配置MRS集群通过IAM委托对接OBS
MRS支持用户将数据存储在OBS服务中,使用MRS集群仅作数据计算处理的存算分离模式。MRS通过IAM服务的“委托”机制进行简单配置, 实现使用ECS自动获取的临时AK/SK访问OBS。避免了永久AK/SK直接暴露在配置文件中的风险。
通过绑定委托,ECS或BMS云服务将有权限来管理您的部分资源,请根据实际业务场景需求确认是否需要配置委托。集群的Hadoop、Hive、Spark、Presto、Sqoop、Flink、Flume组件支持该功能。通过IAM委托对接OBS主要操作如下:
创建具有访问OBS权限的ECS委托

- MRS在IAM的委托列表中预置了MRS_ECS_DEFAULT_AGENCY委托,可在集群创建过程中选择该委托,该委托拥有对象存储服务的OBS OperateAccess权限和在集群所在区域拥有CES FullAccess(对开启细粒度策略的用户)、CES Administrator和KMS Administrator权限。同时请勿在IAM修改MRS_ECS_DEFAULT_AGENCY委托。
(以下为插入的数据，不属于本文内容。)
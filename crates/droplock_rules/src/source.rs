//! # Rule Sources
//!
//! Where the rule list comes from. The reader only sees the list elements;
//! file access and TOML syntax stay here.
//!
//! ```toml
//! drop_block_db = [
//!     "Yellow_Gemstone",
//!     { Item = "Red_Potion", Boss = true },
//!     { Item = "Apple", Mvp = true, Except = ["Poring", "Drops"] },
//! ]
//! ```

use std::path::{Path, PathBuf};

use crate::error::{RuleSourceError, RuleSourceResult};

/// Name of the rule list in the document.
pub const DROP_BLOCK_LIST: &str = "drop_block_db";

/// A loadable key/value rule document.
pub trait RuleSource {
    /// Human-readable origin, used in diagnostics.
    fn origin(&self) -> String;

    /// Reads the document and returns the elements of the rule list, in order.
    ///
    /// # Errors
    ///
    /// Returns error if the document cannot be read or parsed, or has no
    /// rule list.
    fn entries(&self) -> RuleSourceResult<Vec<toml::Value>>;
}

/// Rules read from a TOML file on every call.
#[derive(Clone, Debug, PartialEq, Eq)]
pub struct FileRuleSource {
    path: PathBuf,
}

impl FileRuleSource {
    /// Creates a source for `path`. The file is not touched until read.
    #[must_use]
    pub fn new(path: impl Into<PathBuf>) -> Self {
        Self { path: path.into() }
    }

    /// The configured path.
    #[must_use]
    pub fn path(&self) -> &Path {
        &self.path
    }
}

impl RuleSource for FileRuleSource {
    fn origin(&self) -> String {
        self.path.display().to_string()
    }

    fn entries(&self) -> RuleSourceResult<Vec<toml::Value>> {
        let text = std::fs::read_to_string(&self.path).map_err(|source| RuleSourceError::Io {
            path: self.path.clone(),
            source,
        })?;
        rule_list(&text, &self.origin())
    }
}

/// Rules held in memory, for embedding and tests.
#[derive(Clone, Debug, Default, PartialEq, Eq)]
pub struct InlineRuleSource {
    text: String,
}

impl InlineRuleSource {
    /// Creates a source from TOML text.
    #[must_use]
    pub fn new(text: impl Into<String>) -> Self {
        Self { text: text.into() }
    }

    /// Replaces the document, as an operator editing the file would.
    pub fn set_text(&mut self, text: impl Into<String>) {
        self.text = text.into();
    }
}

impl RuleSource for InlineRuleSource {
    fn origin(&self) -> String {
        "<inline>".to_string()
    }

    fn entries(&self) -> RuleSourceResult<Vec<toml::Value>> {
        rule_list(&self.text, &self.origin())
    }
}

fn rule_list(text: &str, origin: &str) -> RuleSourceResult<Vec<toml::Value>> {
    let mut document: toml::Table =
        toml::from_str(text).map_err(|source| RuleSourceError::Syntax {
            origin: origin.to_string(),
            source,
        })?;

    match document.remove(DROP_BLOCK_LIST) {
        Some(toml::Value::Array(entries)) => Ok(entries),
        Some(_) => Err(RuleSourceError::NotAList {
            origin: origin.to_string(),
            list: DROP_BLOCK_LIST,
        }),
        None => Err(RuleSourceError::MissingList {
            origin: origin.to_string(),
            list: DROP_BLOCK_LIST,
        }),
    }
}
- 如需使用预置的委托,请跳过创建委托步骤。如需使用自定义委托,请参考如下步骤进行创建委托(创建或修改委托需要用户具有Security Administrator权限)。如果还需对OBS文件系统中的指定路径进行更加细粒度的权限控制,可参考配置MRS集群用户的OBS的细粒度访问权限创建自定义的角色策略。
- 登录华为云管理控制台。
- 在服务列表中选择“管理与监管 > 统一身份认证服务 IAM”。
- 选择“委托 > 创建委托”。
- 设置“委托名称”,例如:mrs_ecs_obs。
- “委托类型”选择“云服务”,在“云服务”中选择“弹性云服务器ECS 裸金属服务器BMS”,授权ECS或BMS调用OBS服务,如图1所示。
- “持续时间”选择“永久”并单击“完成”。
- 在授权的确认弹窗中,单击“立即授权”,在弹出授权页面的搜索框内,搜索“OBS OperateAccess”策略,勾选“OBS OperateAccess”策略如图2所示。
如果OBS桶配置了KMS加密,同时需要勾选“KMS Administrator”策略。
- 单击“下一步”,选择权限范围方案,默认选择“所有资源”,单击“展开其他方案”,选择“全局服务资源”,单击“确定”。
- 在弹出的提示框中单击“知道了”,开始授权。界面提示“授权成功。”,单击“完成”,委托成功创建。
创建存算分离集群
配置存算分离功能支持在新建集群中配置委托实现,也可以通过为已有集群绑定委托实现。本示例以开启Kerberos认证的集群为例介绍。
新创建存算分离集群:
- 进入购买MRS集群页面。
- 单击“购买集群”,进入“购买集群”页面。
- 在购买集群页面,选择“自定义购买”页签。
- 在“自定义购买”页签,根据实际业务规划情况填写集群配置信息(本示例为自定义创建按需计费的MRS 3.2.0-LTS.1版本集群,如需了解更多参数配置请参考自定义购买MRS集群)。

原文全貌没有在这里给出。